Ce n'est pas au travers de l'histoire de ma famille ou de ma communauté que j'ai découvert votre drame. Etant d'origine marocaine, la question du génocide ne fait pas partie des événements dont la transmission se fait dans le discours familial ou social.

Non, c'est au travers de mon militantisme au MRAX, de mon engagement de conseiller communal écologiste et de mes rencontres que j'ai pris conscience de l'importance du travail de mémoire sur la question des génocides.

 

Je suis conseiller communal à Saint-Josse et j'ai constaté que la violence et la haine peuvent se déchaîner dans nos rues plus de 90 ans après le génocide arménien parce que le travail de mémoire n'a pas été suffisamment fait. Car "Celui qui ne connaît pas l'histoire est condamné à la revivre."

Dans ma commune de Saint-Josse, petite commune bruxelloise, symbole de la diversité, des jeunes qui ne connaissent pas l'histoire ont durant plusieurs jours provoqué des émeutes.

C'était le 24 octobre 2007, ma commune a été le théâtre d'actes de violences à caractère raciste et ultra-nationaliste.
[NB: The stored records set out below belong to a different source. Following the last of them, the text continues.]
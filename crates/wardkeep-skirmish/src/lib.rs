//! RTS skirmish engine for WARDKEEP.
//!
//! A heavily simplified real-time-strategy demo: two players, a
//! handful of units and buildings, mineral nodes, drag selection,
//! right-click orders, and a schedule-driven computer opponent
//! (wardkeep-ai). Same engine shape as the tower-defense games: a hecs
//! world, a command queue drained at tick boundaries, systems in fixed
//! order, and a serializable snapshot per tick.

pub mod commands;
pub mod components;
pub mod config;
pub mod constants;
pub mod engine;
pub mod enums;
pub mod events;
pub mod opponent;
pub mod player;
pub mod present;
pub mod state;
pub mod systems;
pub mod world_setup;

pub use wardkeep_core as core;

pub use commands::PlayerCommand;
pub use engine::SkirmishEngine;
pub use state::GameStateSnapshot;
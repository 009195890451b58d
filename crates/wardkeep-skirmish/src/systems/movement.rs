//! Unit movement: carries out Move orders.

use hecs::World;

use wardkeep_core::types::Position;

use crate::components::{Order, Unit};

/// Step every moving unit toward its destination; arrivals go idle.
pub fn run(world: &mut World) {
    for (_entity, (unit, pos, order)) in world.query_mut::<(&Unit, &mut Position, &mut Order)>() {
        if let Order::Move { dest } = *order {
            if pos.step_toward(&dest, unit.speed) {
                *order = Order::Idle;
            }
        }
    }
}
Des jeunes issus de la communauté turque avaient été poussé à la violence par certains médias ultra-nationalistes turques, et on sait à quel point l'instrumentalisation des médias à des fins de propagande peut attiser la haine.

Des dizaines de jeunes ont saccagé un café. Le choix de ce lieu était dicté par un seul motif, son propriétaire était « Arménien ».

 

Ceci me renforce dans l'idée que la prise de position en 2005, du Président du MRAX, monsieur Radouane Bouhlal, de mener un combat pour amender la loi du 23 mars 1995, est et doit rester une priorité.
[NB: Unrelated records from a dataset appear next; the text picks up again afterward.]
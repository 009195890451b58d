//! Wave/day director — the timer-driven spawner and phase machine.
//!
//! Endless variant: a frame counter spawns `wave * N` enemies each time
//! it crosses the interval. Day/night variant: a build timer counts
//! down to nightfall, and clearing the night pays out gold and starts
//! the next, longer, build phase.

use hecs::World;
use rand_chacha::ChaCha8Rng;

use wardkeep_core::types::Arena;

use crate::components::Enemy;
use crate::config::Ruleset;
use crate::constants::*;
use crate::enums::{GameMode, GamePhase, RoundOutcome};
use crate::events::GameEvent;
use crate::world_setup;

/// Director bookkeeping: wave/day counters and timers.
#[derive(Debug, Clone, Copy)]
pub struct Director {
    pub wave: u32,
    pub wave_timer: u32,
    pub day: u32,
    pub build_ticks: u32,
}

/// Gold on hand plus bounties accumulated during the current night.
#[derive(Debug, Clone, Copy, Default)]
pub struct Economy {
    pub gold: u32,
    pub night_earnings: u32,
}

impl Director {
    pub fn fresh(ruleset: &Ruleset) -> Self {
        match ruleset.mode {
            GameMode::Endless => Self {
                wave: 0,
                wave_timer: 0,
                day: 0,
                build_ticks: 0,
            },
            GameMode::DayNight => Self {
                wave: 0,
                wave_timer: 0,
                day: 1,
                build_ticks: BUILD_TICKS_BASE,
            },
        }
    }
}

impl Economy {
    pub fn fresh(ruleset: &Ruleset) -> Self {
        Self {
            gold: ruleset.starting_gold,
            night_earnings: 0,
        }
    }

    /// Record a kill bounty, paid out at dawn.
    pub fn record_kill(&mut self, bounty: u32) {
        self.night_earnings += bounty;
    }
}

/// Pre-combat step: advance timers and spawn any due enemies.
#[allow(clippy::too_many_arguments)]
pub fn run(
    world: &mut World,
    rng: &mut ChaCha8Rng,
    director: &mut Director,
    phase: &mut GamePhase,
    ruleset: &Ruleset,
    arena: &Arena,
    events: &mut Vec<GameEvent>,
) {
    match ruleset.mode {
        GameMode::Endless => {
            director.wave_timer += 1;
            if director.wave_timer > WAVE_INTERVAL_TICKS {
                director.wave_timer = 0;
                director.wave += 1;
                let count = director.wave * ruleset.spawn_per_cycle;
                spawn_batch(world, rng, arena, count);
                events.push(GameEvent::WaveSpawned {
                    wave: director.wave,
                    count,
                });
            }
        }
        GameMode::DayNight => {
            if *phase == GamePhase::Build {
                director.build_ticks = director.build_ticks.saturating_sub(1);
                if director.build_ticks == 0 {
                    *phase = GamePhase::Defend;
                    let count = director.day * ruleset.spawn_per_cycle;
                    spawn_batch(world, rng, arena, count);
                    events.push(GameEvent::NightFell {
                        day: director.day,
                        count,
                    });
                }
            }
        }
    }
}

/// Post-combat step: terminal conditions and day rollover.
///
/// Defeat takes priority over a simultaneous clear.
pub fn resolve(
    world: &World,
    director: &mut Director,
    economy: &mut Economy,
    phase: &mut GamePhase,
    ruleset: &Ruleset,
    events: &mut Vec<GameEvent>,
) {
    if *phase != GamePhase::Defend {
        return;
    }

    if let Some((_, _, _, health)) = world_setup::king_status(world) {
        if health <= 0 {
            *phase = GamePhase::Defeat;
            events.push(GameEvent::RoundEnded {
                outcome: RoundOutcome::Defeat,
            });
            return;
        }
    }

    if ruleset.mode == GameMode::DayNight && count_enemies(world) == 0 {
        let payout = economy.night_earnings + director.day * DAY_BONUS_GOLD;
        economy.gold += payout;
        economy.night_earnings = 0;
        director.build_ticks = BUILD_TICKS_BASE + director.day * BUILD_TICKS_PER_DAY;
        director.day += 1;
        if director.day > VICTORY_DAY {
            *phase = GamePhase::Victory;
            events.push(GameEvent::RoundEnded {
                outcome: RoundOutcome::Victory,
            });
        } else {
            *phase = GamePhase::Build;
            events.push(GameEvent::DayBroke {
                day: director.day,
                payout,
            });
        }
    }
}

fn spawn_batch(world: &mut World, rng: &mut ChaCha8Rng, arena: &Arena, count: u32) {
    let king_pos = world_setup::king_status(world)
        .map(|(_, pos, _, _)| pos)
        .unwrap_or_else(|| arena.center());
    for _ in 0..count {
        world_setup::spawn_enemy(world, rng, arena, king_pos);
    }
}

fn count_enemies(world: &World) -> usize {
    world.query::<&Enemy>().iter().count()
}
//! Enumeration types for the skirmish engine.

use serde::{Deserialize, Serialize};

/// The two sides of a match. `One` is the human player.
#[derive(Debug, Clone, Copy, PartialEq, Eq, Serialize, Deserialize)]
pub enum PlayerId {
    One,
    Two,
}

#[derive(Debug, Clone, Copy, PartialEq, Eq, Serialize, Deserialize)]
pub enum Race {
    Terran,
    Zerg,
    Protoss,
}

#[derive(Debug, Clone, Copy, PartialEq, Eq, Serialize, Deserialize)]
pub enum UnitKind {
    Worker,
    Marine,
    Zergling,
    Probe,
}

#[derive(Debug, Clone, Copy, PartialEq, Eq, Serialize, Deserialize)]
pub enum BuildingKind {
    CommandCenter,
    SupplyDepot,
    Barracks,
    Hatchery,
    Nexus,
}

#[derive(Debug, Clone, Copy, PartialEq, Eq, Serialize, Deserialize)]
pub enum ResourceKind {
    Minerals,
    Gas,
}

/// Order discriminant for snapshots; the full order (with targets)
/// lives in the `Order` component.
#[derive(Debug, Clone, Copy, PartialEq, Eq, Serialize, Deserialize)]
pub enum OrderKind {
    Idle,
    Move,
    Harvest,
    Build,
    Attack,
}

impl PlayerId {
    pub fn index(&self) -> usize {
        match self {
            PlayerId::One => 0,
            PlayerId::Two => 1,
        }
    }

    pub fn opponent(&self) -> PlayerId {
        match self {
            PlayerId::One => PlayerId::Two,
            PlayerId::Two => PlayerId::One,
        }
    }
}

impl Race {
    /// The race's basic melee unit, what the opponent trains.
    pub fn basic_melee(&self) -> UnitKind {
        match self {
            Race::Zerg => UnitKind::Zergling,
            _ => UnitKind::Marine,
        }
    }
}

impl UnitKind {
    /// Worker-typed units may harvest and build.
    pub fn is_worker(&self) -> bool {
        matches!(self, UnitKind::Worker | UnitKind::Probe)
    }
}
Il est fondamental d'élargir la loi qui réprime la négation du génocide commis par le régime nazi aux deux autres génocides du 20 ème siècle,à savoir le génocide commis par le régime jeune-turc ottoman et le génocide commis par le régime hutu power rwandais en 19941 .

 

Je rappelerai donc la promesse qui avait été faite en 2005, par le ministre de justice de l'époque. Il était prévu de revenir sur le projet de loi concernant la pénalisation des génocides lorsque le climat serait plus serein. Ce temps, me semble-t-il est venu et j'espère que dans les mois prochains, les hommes et femmes politiques de bonne volonté, et ils sont nombreux, relanceront le dossier au niveau fédéral.

 

Votre tragédie, je l'ai véritablement découverte qu'en 1999 en entendant la voix de Yolande Mukagasana sur la scène du théâtre national. Seule au milieu de la scène elle déclarait : " Je ne suis pas une comédienne, je suis une rescapée du génocide ".

Ces première paroles du spectacle « RWANDA 94 », me firent prendre conscience que les exactions commises en 1994 au Rwanda, c'était un million de fois la mort qui frappait ce pays de manière horrible.
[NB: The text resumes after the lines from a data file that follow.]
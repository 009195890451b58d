//! Cleanup system: removes units whose health reached zero.
//!
//! Runs after combat so a unit killed this tick disappears this tick.
//! Uses a pre-allocated buffer to avoid per-tick allocation.

use hecs::{Entity, World};

use wardkeep_core::components::Health;

use crate::components::{Owner, Unit};
use crate::events::GameEvent;

pub fn run(world: &mut World, despawn_buffer: &mut Vec<Entity>, events: &mut Vec<GameEvent>) {
    despawn_buffer.clear();

    for (entity, (unit, owner, health)) in world.query_mut::<(&Unit, &Owner, &Health)>() {
        if health.current <= 0 {
            despawn_buffer.push(entity);
            events.push(GameEvent::UnitSlain {
                owner: owner.0,
                kind: unit.kind,
            });
        }
    }

    for entity in despawn_buffer.drain(..) {
        let _ = world.despawn(entity);
    }
}
//! Skirmish engine — owns the world, the players, and the human
//! player's selection state.

use std::collections::VecDeque;

use hecs::{Entity, World};
use rand::SeedableRng;
use rand_chacha::ChaCha8Rng;

use wardkeep_core::components::Body;
use wardkeep_core::types::{Arena, Position, SimTime};

use crate::commands::PlayerCommand;
use crate::components::{Building, Order, Owner, ResourceNode, Unit};
use crate::config::SimConfig;
use crate::constants::*;
use crate::enums::{PlayerId, Race};
use crate::events::GameEvent;
use crate::opponent;
use crate::player::PlayerState;
use crate::state::GameStateSnapshot;
use crate::systems;
use crate::world_setup;

pub struct SkirmishEngine {
    world: World,
    time: SimTime,
    arena: Arena,
    rng: ChaCha8Rng,
    players: [PlayerState; 2],
    /// The human player's current selection.
    selection: Vec<Entity>,
    /// Where the current left-button drag started, if one is active.
    drag_origin: Option<Position>,
    opponent_timer: u32,
    command_queue: VecDeque<PlayerCommand>,
    despawn_buffer: Vec<Entity>,
    events: Vec<GameEvent>,
}

impl SkirmishEngine {
    /// Create a new engine and set up the standard match.
    pub fn new(config: SimConfig) -> Self {
        let mut engine = Self {
            world: World::new(),
            time: SimTime::default(),
            arena: config.arena,
            rng: ChaCha8Rng::seed_from_u64(config.seed),
            players: [
                PlayerState::new(PlayerId::One, Race::Terran),
                PlayerState::new(PlayerId::Two, Race::Zerg),
            ],
            selection: Vec::new(),
            drag_origin: None,
            opponent_timer: 0,
            command_queue: VecDeque::new(),
            despawn_buffer: Vec::new(),
            events: Vec::new(),
        };
        world_setup::setup_match(&mut engine.world);
        engine
    }

    /// Queue a player command for processing at the next tick boundary.
    pub fn queue_command(&mut self, command: PlayerCommand) {
        self.command_queue.push_back(command);
    }

    /// Advance the simulation by one tick and return the resulting
    /// snapshot.
    pub fn tick(&mut self) -> GameStateSnapshot {
        self.process_commands();
        self.run_systems();
        self.time.advance();

        // Despawned units fall out of the selection.
        let world = &self.world;
        self.selection.retain(|entity| world.contains(*entity));

        let events = std::mem::take(&mut self.events);
        systems::snapshot::build_snapshot(&self.world, &self.time, &self.players, &self.selection, events)
    }

    pub fn time(&self) -> SimTime {
        self.time
    }

    pub fn arena(&self) -> Arena {
        self.arena
    }

    /// Get a read-only reference to the ECS world.
    pub fn world(&self) -> &World {
        &self.world
    }

    pub fn player(&self, id: PlayerId) -> &PlayerState {
        &self.players[id.index()]
    }

    #[cfg(test)]
    pub fn world_mut(&mut self) -> &mut World {
        &mut self.world
    }

    #[cfg(test)]
    pub fn player_mut(&mut self, id: PlayerId) -> &mut PlayerState {
        &mut self.players[id.index()]
    }

    #[cfg(test)]
    pub fn selection(&self) -> &[Entity] {
        &self.selection
    }

    fn process_commands(&mut self) {
        while let Some(command) = self.command_queue.pop_front() {
            self.handle_command(command);
        }
    }

    fn handle_command(&mut self, command: PlayerCommand) {
        match command {
            PlayerCommand::SelectPress { at, additive } => {
                self.drag_origin = Some(at);
                if !additive {
                    self.selection.clear();
                }
                if let Some(entity) = self.own_unit_at(at) {
                    if additive {
                        if !self.selection.contains(&entity) {
                            self.selection.push(entity);
                        }
                    } else {
                        self.selection = vec![entity];
                    }
                }
            }
            PlayerCommand::SelectRelease { at, additive } => {
                let Some(origin) = self.drag_origin.take() else {
                    return;
                };
                if (at.x - origin.x).abs() <= DRAG_THRESHOLD
                    || (at.y - origin.y).abs() <= DRAG_THRESHOLD
                {
                    return;
                }
                if !additive {
                    self.selection.clear();
                }
                let min = Position::new(origin.x.min(at.x), origin.y.min(at.y));
                let max = Position::new(origin.x.max(at.x), origin.y.max(at.y));
                let covered: Vec<Entity> = self
                    .world
                    .query::<(&Unit, &Owner, &Position, &Body)>()
                    .iter()
                    .filter(|(_, (_, owner, pos, body))| {
                        owner.0 == PlayerId::One
                            && pos.x + body.radius >= min.x
                            && pos.x - body.radius <= max.x
                            && pos.y + body.radius >= min.y
                            && pos.y - body.radius <= max.y
                    })
                    .map(|(entity, _)| entity)
                    .collect();
                for entity in covered {
                    if !self.selection.contains(&entity) {
                        self.selection.push(entity);
                    }
                }
            }
            PlayerCommand::CommandAt { at } => {
                let node = self.live_node_near(at);
                let selected = self.selection.clone();
                for entity in selected {
                    let is_worker = self
                        .world
                        .get::<&Unit>(entity)
                        .map(|unit| unit.kind.is_worker())
                        .unwrap_or(false);
                    if let Ok(mut order) = self.world.get::<&mut Order>(entity) {
                        *order = match node {
                            Some(node) if is_worker => Order::Harvest { node },
                            _ => Order::Move { dest: at },
                        };
                    }
                }
            }
            PlayerCommand::PlaceBuilding { kind, at } => {
                // The lead selected unit must be a worker, and the
                // build must be affordable up front.
                let Some(&lead) = self.selection.first() else {
                    return;
                };
                let is_worker = self
                    .world
                    .get::<&Unit>(lead)
                    .map(|unit| unit.kind.is_worker())
                    .unwrap_or(false);
                if !is_worker
                    || self.players[PlayerId::One.index()].minerals
                        < systems::production::building_cost(kind)
                    || !self.arena.contains(&at)
                {
                    return;
                }
                if let Ok(mut order) = self.world.get::<&mut Order>(lead) {
                    *order = Order::Build { kind, site: at };
                }
            }
            PlayerCommand::Train { kind } => {
                let building = self
                    .world
                    .query::<(&Building, &Owner)>()
                    .iter()
                    .find(|(_, (building, owner))| {
                        owner.0 == PlayerId::One && systems::production::can_train(building.kind, kind)
                    })
                    .map(|(entity, _)| entity);
                if let Some(building) = building {
                    systems::production::train_unit(
                        &mut self.world,
                        &mut self.players[PlayerId::One.index()],
                        building,
                        kind,
                        &mut self.rng,
                        &mut self.events,
                    );
                }
            }
        }
    }

    /// First own unit (in storage order) whose footprint square
    /// contains the point.
    fn own_unit_at(&self, at: Position) -> Option<Entity> {
        self.world
            .query::<(&Unit, &Owner, &Position, &Body)>()
            .iter()
            .find(|(_, (_, owner, pos, body))| {
                owner.0 == PlayerId::One
                    && (at.x - pos.x).abs() <= body.radius
                    && (at.y - pos.y).abs() <= body.radius
            })
            .map(|(entity, _)| entity)
    }

    /// First undepleted resource node within click radius of the point.
    fn live_node_near(&self, at: Position) -> Option<Entity> {
        self.world
            .query::<(&ResourceNode, &Position)>()
            .iter()
            .find(|(_, (node, pos))| !node.depleted && at.distance_to(pos) < RESOURCE_CLICK_RADIUS)
            .map(|(entity, _)| entity)
    }

    /// Run all systems in order.
    fn run_systems(&mut self) {
        // 1. Opponent decision turn, once per interval
        self.opponent_timer += 1;
        if self.opponent_timer > OPPONENT_INTERVAL_TICKS {
            self.opponent_timer = 0;
            opponent::run(
                &mut self.world,
                &mut self.players,
                &mut self.rng,
                &mut self.events,
            );
        }
        // 2. Move orders
        systems::movement::run(&mut self.world);
        // 3. Attack orders
        systems::combat::run(&mut self.world);
        // 4. Harvest orders
        systems::harvest::run(&mut self.world, &mut self.players, &mut self.events);
        // 5. Build orders
        systems::production::construction(&mut self.world, &mut self.players, &mut self.events);
        // 6. Remove the dead
        systems::cleanup::run(&mut self.world, &mut self.despawn_buffer, &mut self.events);
    }
}

impl Default for SkirmishEngine {
    fn default() -> Self {
        Self::new(SimConfig::default())
    }
}

/// All units belonging to one player, in storage order.
pub fn units_of(world: &World, owner: PlayerId) -> Vec<Entity> {
    world
        .query::<(&Unit, &Owner)>()
        .iter()
        .filter(|(_, (_, o))| o.0 == owner)
        .map(|(entity, _)| entity)
        .collect()
}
Yolande ne raconta pas le drame qui frappa sa famille et son pays pour se lamenter. Se souvenir du passé, ce n’est pas ressasser les rancoeurs, c'est construire les conditions d'un mieux vivre ensemble, voilà qui donne tout son sens à l’idée même de témoignage.

Car témoigner, c'est garder en mémoire ce que des hommes sont capables de faire à d’autres hommes lorsqu'ils sont animés par la haine.

Témoigner, c'est aussi rappeler le courage de ceux qui ont pu résister et qui ont survécu.

Le témoignage de Yolande rendait cette souffrance et ce courage concrets.

 

Il faut lutter contre ceux qui veulent diviser et créer des motifs de haine et ainsi permettre aux gens de paix de construire un avenir meilleur dans le respect de l'autre.

Il faut aussi mettre fin à l'impunité de ceux et celles qui voudraient encore faire offense à la mémoire des victimes des génocides et de leurs survivants.

 

La commémoration qui nous réunit ce soir, pour nous souvenir est le meilleur moyen de lutter contre ceux qui veulent encore nier cette tragédie.

Je remercie donc l'association Ibuka, pour cette initiative annuelle, car ce moment de recueillement nous permet de rendre hommage aux victimes et à leurs familles.

Je salue également les associations juives et arméniennes présentent ce soir.

La devise nationale belge est : « L'union fait la force» , ce soir, elle prend tout son sens lorsqu'on voit toutes ces organisations militer ensemble de manière active pour ne pas oublier les victimes.

 

 

Je m'associe donc à la peine des famille et à leur combat.